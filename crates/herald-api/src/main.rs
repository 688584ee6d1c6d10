//! herald-server binary.
//!
//! Reads `config.toml` (or the path specified with `--config`), opens an
//! in-process SQLite store, and serves the Herald JSON API over HTTP.

use std::{
  path::{Path, PathBuf},
  sync::Arc,
};

use anyhow::Context as _;
use clap::Parser;
use herald_api::{AppState, ServerConfig};
use herald_notify::Notifier;
use herald_store_sqlite::SqliteStore;
use tokio::net::TcpListener;
use tower_http::trace::TraceLayer;
use tracing::level_filters::LevelFilter;
use tracing_subscriber::EnvFilter;

#[derive(Parser)]
#[command(author, version, about = "Herald notification server")]
struct Cli {
  /// Path to the TOML configuration file.
  #[arg(short, long, default_value = "config.toml")]
  config: PathBuf,
}

#[tokio::main]
async fn main() -> anyhow::Result<()> {
  // Initialise tracing.
  tracing_subscriber::fmt()
    .with_env_filter(
      EnvFilter::builder()
        .with_default_directive(LevelFilter::INFO.into())
        .from_env_lossy(),
    )
    .init();

  let cli = Cli::parse();

  // Load configuration.
  let settings = config::Config::builder()
    .add_source(config::File::from(cli.config).required(false))
    .add_source(config::Environment::with_prefix("HERALD"))
    .build()
    .context("failed to read config file")?;

  let server_cfg: ServerConfig = settings
    .try_deserialize()
    .context("failed to deserialise ServerConfig")?;

  // Expand `~` in store path.
  let store_path = expand_tilde(&server_cfg.store_path);

  // Open SQLite store.
  let store = SqliteStore::open(&store_path)
    .await
    .with_context(|| format!("failed to open store at {store_path:?}"))?;
  let store = Arc::new(store);

  let notifier = Notifier::new(store.clone())
    .with_branding(server_cfg.branding.clone())
    .with_broadcast_models(server_cfg.broadcast_models.iter().cloned());

  let state = AppState {
    store,
    notifier: Arc::new(notifier),
  };

  let app = herald_api::api_router(state).layer(TraceLayer::new_for_http());
  let address = format!("{}:{}", server_cfg.host, server_cfg.port);

  tracing::info!("Listening on http://{address}");
  let listener = TcpListener::bind(&address)
    .await
    .with_context(|| format!("failed to bind {address}"))?;

  axum::serve(listener, app).await.context("server error")?;

  Ok(())
}

/// Expand a leading `~` to the user's home directory.
fn expand_tilde(path: &Path) -> PathBuf {
  let s = path.to_string_lossy();
  if let Some(rest) = s.strip_prefix("~/")
    && let Ok(home) = std::env::var("HOME")
  {
    return PathBuf::from(home).join(rest);
  }
  path.to_path_buf()
}
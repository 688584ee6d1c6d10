//! Subscription — the follower record tying a partner to a document.
//!
//! At most one subscription exists per (document, partner) pair; the store
//! enforces this with a uniqueness constraint. Follower state also gates
//! document visibility, which is why every mutation goes through the access
//! cache invalidator.

use std::collections::BTreeSet;

use chrono::{DateTime, Utc};
use serde::{Deserialize, Serialize};
use uuid::Uuid;

use crate::document::DocumentRef;

#[derive(Debug, Clone, Serialize, Deserialize)]
pub struct Subscription {
  pub subscription_id: Uuid,
  pub document:        DocumentRef,
  pub partner_id:      Uuid,
  /// Message subtypes the partner has chosen to be notified about.
  pub subtypes:        BTreeSet<String>,
  pub created_at:      DateTime<Utc>,
}
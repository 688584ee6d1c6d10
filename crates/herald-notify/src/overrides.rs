//! Per-document envelope overrides.
//!
//! Document types can contribute custom envelope fields (extra headers, a
//! reply-to server, threading tweaks) by implementing [`EnvelopeOverrides`]
//! and registering under their model name. Models that register nothing are
//! simply skipped.

use std::{collections::HashMap, sync::Arc};

use herald_core::{mail::EnvelopeOverride, message::Message};

/// Capability implemented by document types that customise outbound mail.
pub trait EnvelopeOverrides: Send + Sync {
  fn email_values(&self, message: &Message) -> EnvelopeOverride;
}

/// Registry mapping document model names to their overrides capability.
#[derive(Default)]
pub struct OverrideRegistry {
  by_model: HashMap<String, Arc<dyn EnvelopeOverrides>>,
}

impl OverrideRegistry {
  pub fn new() -> Self { Self::default() }

  pub fn register(
    &mut self,
    model: impl Into<String>,
    overrides: Arc<dyn EnvelopeOverrides>,
  ) {
    self.by_model.insert(model.into(), overrides);
  }

  /// Overrides for the message's target document type, if registered.
  pub fn for_message(&self, message: &Message) -> Option<EnvelopeOverride> {
    let document = message.document.as_ref()?;
    let overrides = self.by_model.get(&document.model)?;
    Some(overrides.email_values(message))
  }
}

:: WHAT THIS TASK INVOLVES ::
Reproduce every entry, word for word.

:: YOUR RESPONSE ::
filename crates/herald-api/src/main.rs
repository 688584ee6d1c6d10
//! herald-server binary.
//!
//! Reads `config.toml` (or the path specified with `--config`), opens an
//! in-process SQLite store, and serves the Herald JSON API over HTTP.

use std::{
  path::{Path, PathBuf},
  sync::Arc,
};

use anyhow::Context as _;
use clap::Parser;
use herald_api::{AppState, ServerConfig};
use herald_notify::Notifier;
use herald_store_sqlite::SqliteStore;
use tokio::net::TcpListener;
use tower_http::trace::TraceLayer;
use tracing::level_filters::LevelFilter;
use tracing_subscriber::EnvFilter;

#[derive(Parser)]
#[command(author, version, about = "Herald notification server")]
struct Cli {
  /// Path to the TOML configuration file.
  #[arg(short, long, default_value = "config.toml")]
  config: PathBuf,
}

#[tokio::main]
async fn main() -> anyhow::Result<()> {
  // Initialise tracing.
  tracing_subscriber::fmt()
    .with_env_filter(
      EnvFilter::builder()
        .with_default_directive(LevelFilter::INFO.into())
        .from_env_lossy(),
    )
    .init();

  let cli = Cli::parse();

  // Load configuration.
  let settings = config::Config::builder()
    .add_source(config::File::from(cli.config).required(false))
    .add_source(config::Environment::with_prefix("HERALD"))
    .build()
    .context("failed to read config file")?;

  let server_cfg: ServerConfig = settings
    .try_deserialize()
    .context("failed to deserialise ServerConfig")?;

  // Expand `~` in store path.
  let store_path = expand_tilde(&server_cfg.store_path);

  // Open SQLite store.
  let store = SqliteStore::open(&store_path)
    .await
    .with_context(|| format!("failed to open store at {store_path:?}"))?;
  let store = Arc::new(store);

  let notifier = Notifier::new(store.clone())
    .with_branding(server_cfg.branding.clone())
    .with_broadcast_models(server_cfg.broadcast_models.iter().cloned());

  let state = AppState {
    store,
    notifier: Arc::new(notifier),
  };

  let app = herald_api::api_router(state).layer(TraceLayer::new_for_http());
  let address = format!("{}:{}", server_cfg.host, server_cfg.port);

  tracing::info!("Listening on http://{address}");
  let listener = TcpListener::bind(&address)
    .await
    .with_context(|| format!("failed to bind {address}"))?;

  axum::serve(listener, app).await.context("server error")?;

  Ok(())
}

/// Expand a leading `~` to the user's home directory.
fn expand_tilde(path: &Path) -> PathBuf {
  let s = path.to_string_lossy();
  if let Some(rest) = s.strip_prefix("~/")
    && let Ok(home) = std::env::var("HOME")
  {
    return PathBuf::from(home).join(rest);
  }
  path.to_path_buf()
}
repository 688584ee6d1c6d10
//! Subscription — the follower record tying a partner to a document.
//!
//! At most one subscription exists per (document, partner) pair; the store
//! enforces this with a uniqueness constraint. Follower state also gates
//! document visibility, which is why every mutation goes through the access
//! cache invalidator.

use std::collections::BTreeSet;

use chrono::{DateTime, Utc};
use serde::{Deserialize, Serialize};
use uuid::Uuid;

use crate::document::DocumentRef;

#[derive(Debug, Clone, Serialize, Deserialize)]
pub struct Subscription {
  pub subscription_id: Uuid,
  pub document:        DocumentRef,
  pub partner_id:      Uuid,
  /// Message subtypes the partner has chosen to be notified about.
  pub subtypes:        BTreeSet<String>,
  pub created_at:      DateTime<Utc>,
}
repository 688584ee6d1c6d10
filename crates/herald-notify/src/overrides.rs
//! Per-document envelope overrides.
//!
//! Document types can contribute custom envelope fields (extra headers, a
//! reply-to server, threading tweaks) by implementing [`EnvelopeOverrides`]
//! and registering under their model name. Models that register nothing are
//! simply skipped.

use std::{collections::HashMap, sync::Arc};

use herald_core::{mail::EnvelopeOverride, message::Message};

/// Capability implemented by document types that customise outbound mail.
pub trait EnvelopeOverrides: Send + Sync {
  fn email_values(&self, message: &Message) -> EnvelopeOverride;
}

/// Registry mapping document model names to their overrides capability.
#[derive(Default)]
pub struct OverrideRegistry {
  by_model: HashMap<String, Arc<dyn EnvelopeOverrides>>,
}

impl OverrideRegistry {
  pub fn new() -> Self { Self::default() }

  pub fn register(
    &mut self,
    model: impl Into<String>,
    overrides: Arc<dyn EnvelopeOverrides>,
  ) {
    self.by_model.insert(model.into(), overrides);
  }

  /// Overrides for the message's target document type, if registered.
  pub fn for_message(&self, message: &Message) -> Option<EnvelopeOverride> {
    let document = message.document.as_ref()?;
    let overrides = self.by_model.get(&document.model)?;
    Some(overrides.email_values(message))
  }
}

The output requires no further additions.